While at UOW, the three academics are credited with the first port of the operating system, UNIX, to Interdata in 1977 – the first successful port of any operating computer system.
This enabled UNIX to run on cheaper and more widely available computers than just mainframe super computers. In the process, they helped democratise the operating system.
He created the first Apple Macintosh Lab in the world in 1984, achieving a six-month jump on North America, located in ‘Skylab’ (a re-purposed portable teaching building), thereby proving all first-year Computer Science students with access to a personal computer.
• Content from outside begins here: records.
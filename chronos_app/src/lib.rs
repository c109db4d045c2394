pub mod edit_state;
pub mod greeting_state;
pub mod live_reminders;
pub mod view_model;

pub use edit_state::{DefaultOffset, ReminderEditState, SaveError};
pub use greeting_state::GreetingState;
pub use live_reminders::{LiveReminders, RemindersObserver};
pub use view_model::{ReminderViewModel, ViewModelDependencies, ViewModelSettings};
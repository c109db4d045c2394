use std::{
    collections::HashMap,
    sync::{
        Arc,
        atomic::{AtomicU64, Ordering},
    },
    time::Duration,
};

use async_trait::async_trait;
use chrono::TimeDelta;
use chronos_models::reminder::{ReminderFireTime, ReminderId, alarm_key};
use tokio::{
    sync::RwLock,
    task::{self, JoinHandle},
};
use tokio_util::sync::CancellationToken;

use crate::{
    clock::Clock,
    delivery::{Capabilities, Notification, NotificationChannel, NotificationPayload},
    scheduler::{AlarmScheduler, ArmRequest, SchedulingError},
};

struct ArmedAlarm {
    reminder_id: ReminderId,
    fire_at: ReminderFireTime,
    generation: u64,
    cancellation_token: CancellationToken,
    _task: JoinHandle<()>,
}

type AlarmStore = RwLock<HashMap<i32, ArmedAlarm>>;

/// Exact one-shot timers keyed by the alarm key of the reminder id. A fired
/// alarm leaves the armed set and posts its notification once.
pub struct ExactAlarmScheduler {
    alarms: Arc<AlarmStore>,
    notifications: Arc<dyn NotificationChannel>,
    capabilities: Arc<dyn Capabilities>,
    clock: Arc<dyn Clock>,
    next_generation: AtomicU64,
    shutdown: CancellationToken,
}

impl ExactAlarmScheduler {
    pub fn new(
        notifications: Arc<dyn NotificationChannel>,
        capabilities: Arc<dyn Capabilities>,
        clock: Arc<dyn Clock>,
    ) -> Self {
        Self {
            alarms: Arc::new(RwLock::new(HashMap::new())),
            notifications,
            capabilities,
            clock,
            next_generation: AtomicU64::new(0),
            shutdown: CancellationToken::new(),
        }
    }
}

impl Drop for ExactAlarmScheduler {
    fn drop(&mut self) {
        self.shutdown.cancel();
    }
}

struct AlarmTask {
    key: i32,
    generation: u64,
    reminder_id: ReminderId,
    payload: NotificationPayload,
    alarms: Arc<AlarmStore>,
    notifications: Arc<dyn NotificationChannel>,
    capabilities: Arc<dyn Capabilities>,
}

impl AlarmTask {
    async fn run(self, delay: Duration, cancellation_token: CancellationToken) {
        tokio::select! {
            _ = cancellation_token.cancelled() => {
                log::info!("Alarm for reminder {} was cancelled", self.reminder_id);
            },
            _ = tokio::time::sleep(delay) => {
                if self.take_from_armed().await {
                    self.deliver().await;
                }
            }
        }
    }

    /// False when the alarm was replaced or cancelled while its timer elapsed.
    async fn take_from_armed(&self) -> bool {
        let mut alarms = self.alarms.write().await;
        match alarms.get(&self.key) {
            Some(alarm) if alarm.generation == self.generation => {
                alarms.remove(&self.key);
                true
            }
            _ => false,
        }
    }

    async fn deliver(&self) {
        log::info!("Received alarm for reminder {}", self.reminder_id);

        if !self.capabilities.can_post_notifications() {
            log::error!(
                "Notification permission not granted, dropping reminder {}",
                self.reminder_id
            );
            return;
        }

        let notification = Notification::from_payload(self.key, &self.payload);
        match self.notifications.post(&notification).await {
            Ok(()) => log::info!("Notification shown for reminder {}", self.reminder_id),
            Err(e) => log::error!(
                "Failed to show notification for reminder {}: {e}",
                self.reminder_id
            ),
        }
    }
}

#[async_trait]
impl AlarmScheduler for ExactAlarmScheduler {
    async fn arm(&self, request: ArmRequest) -> Result<(), SchedulingError> {
        let ArmRequest {
            reminder_id,
            fire_at,
            payload,
        } = request;

        let delay = *fire_at.time() - self.clock.now();
        log::info!(
            "Scheduling reminder {reminder_id}, delay {} ms",
            delay.num_milliseconds()
        );

        if delay <= TimeDelta::zero() {
            log::warn!(
                "Cannot schedule reminder {reminder_id}: time is in the past (delay {} ms)",
                delay.num_milliseconds()
            );
            return Err(SchedulingError::InPast {
                delay_ms: delay.num_milliseconds(),
            });
        }

        if !self.capabilities.can_schedule_exact_alarms() {
            log::warn!("Failed to schedule alarm for reminder {reminder_id}: exact alarms denied");
            return Err(SchedulingError::ExactAlarmDenied);
        }

        let delay = delay
            .to_std()
            .map_err(|_| SchedulingError::InPast { delay_ms: 0 })?;
        let key = alarm_key(&reminder_id);
        let generation = self.next_generation.fetch_add(1, Ordering::Relaxed);
        let cancellation_token = self.shutdown.child_token();

        let mut alarms = self.alarms.write().await;
        if let Some(previous) = alarms.remove(&key) {
            log::info!(
                "Replacing pending alarm for reminder {} (was due {})",
                previous.reminder_id,
                previous.fire_at.time()
            );
            previous.cancellation_token.cancel();
        }

        let alarm_task = AlarmTask {
            key,
            generation,
            reminder_id: reminder_id.clone(),
            payload,
            alarms: Arc::clone(&self.alarms),
            notifications: Arc::clone(&self.notifications),
            capabilities: Arc::clone(&self.capabilities),
        };
        let task = task::spawn(alarm_task.run(delay, cancellation_token.clone()));

        log::info!("Alarm scheduled for reminder {reminder_id} at {}", fire_at.time());
        alarms.insert(
            key,
            ArmedAlarm {
                reminder_id,
                fire_at,
                generation,
                cancellation_token,
                _task: task,
            },
        );

        Ok(())
    }

    async fn cancel(&self, reminder_id: &str) {
        let key = alarm_key(reminder_id);
        if let Some(alarm) = self.alarms.write().await.remove(&key) {
            alarm.cancellation_token.cancel();
            log::info!("Cancelled alarm for reminder {reminder_id}");
        }
    }

    async fn armed(&self) -> Vec<ReminderId> {
        self.alarms
            .read()
            .await
            .values()
            .map(|alarm| alarm.reminder_id.clone())
            .collect()
    }
}
use std::path::{Component, Path, PathBuf};

use async_trait::async_trait;
use uuid::Uuid;

use crate::error::StoreError;

#[async_trait]
pub trait ObjectStore: Send + Sync {
    /// Stores `bytes` at `path` and returns a durable download URL.
    async fn upload(&self, path: &str, bytes: Vec<u8>) -> Result<String, StoreError>;
}

/// Upload path for a reminder image, namespaced by a random identifier.
pub fn image_path() -> String {
    format!("reminder_images/{}", Uuid::new_v4())
}

pub struct LocalObjectStore {
    root: PathBuf,
}

impl LocalObjectStore {
    pub fn new(root: impl Into<PathBuf>) -> Self {
        Self { root: root.into() }
    }

    fn resolve(&self, path: &str) -> Result<PathBuf, StoreError> {
        let relative = Path::new(path);
        let is_plain = !path.is_empty()
            && relative
                .components()
                .all(|component| matches!(component, Component::Normal(_)));

        if !is_plain {
            return Err(StoreError::PermissionDenied(format!(
                "object path {path:?} escapes the store"
            )));
        }

        Ok(self.root.join(relative))
    }
}

#[async_trait]
impl ObjectStore for LocalObjectStore {
    async fn upload(&self, path: &str, bytes: Vec<u8>) -> Result<String, StoreError> {
        let target = self.resolve(path)?;
        if let Some(parent) = target.parent() {
            tokio::fs::create_dir_all(parent).await?;
        }
        tokio::fs::write(&target, &bytes).await?;

        let absolute = tokio::fs::canonicalize(&target).await?;
        log::info!("Uploaded {} bytes to {}", bytes.len(), absolute.display());

        Ok(format!("file://{}", absolute.display()))
    }
}

#[cfg(test)]
mod tests {
    use super::*;

    #[tokio::test]
    async fn upload_writes_file_and_returns_url() {
        let dir = tempfile::tempdir().unwrap();
        let store = LocalObjectStore::new(dir.path());

        let url = store
            .upload("reminder_images/abc", b"png".to_vec())
            .await
            .unwrap();

        assert!(url.starts_with("file://"));
        assert!(url.ends_with("reminder_images/abc"));
        let written = std::fs::read(dir.path().join("reminder_images/abc")).unwrap();
        assert_eq!(written, b"png");
    }

    #[tokio::test]
    async fn paths_escaping_root_are_denied() {
        let dir = tempfile::tempdir().unwrap();
        let store = LocalObjectStore::new(dir.path());

        let result = store.upload("../outside", b"x".to_vec()).await;

        assert!(matches!(result, Err(StoreError::PermissionDenied(_))));
    }

    #[test]
    fn image_paths_are_unique_and_namespaced() {
        let first = image_path();
        let second = image_path();

        assert!(first.starts_with("reminder_images/"));
        assert_ne!(first, second);
    }
}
He also pioneered computer summer schools for primary and secondary students, again driven by a vision of providing access to computers for all students.
The current head of the UOW School of Computing and Information Technology, Professor Willy Susilo, said Professor Reinfelds’ scientific contributions were prodigious.
“As a result of his work, many people in the US know the name ‘Wollongong’ not from the University, but from the Wollongong Group, Inc., the company he helped set up in California to commercialise the research,” he said.
Born in Latvia, Professor Reinfelds earned a Bachelor of Science at the University of Adelaide in 1958, and his doctorate in mathematical physics at the University of Adelaide in 1963.
He worked at a number of institutions in Europe, Australia and the United States, including stints at the NASA Marshall Space Flight Centre in 1965-1966 and CERN, the European Organisation for Nuclear Research in Geneva Switzerland from 1973-1975.
Following his work at UOW, he spent many years working in the United States, holding professorial roles at New Mexico State University, Las Cruces and a visiting fellowship at the University of Texas, El Paso.
His ongoing support for student achievements at UOW are marked by the establishment of the Ross Nealon prize for second-year students in the Bachelor of Computer Science degree.
He moved back to Wollongong in 2006 to spend more time with his children and grandchildren, and is survived by his wife Lauma, sister Gundega, sons Peter and Ivars, and five grandchildren.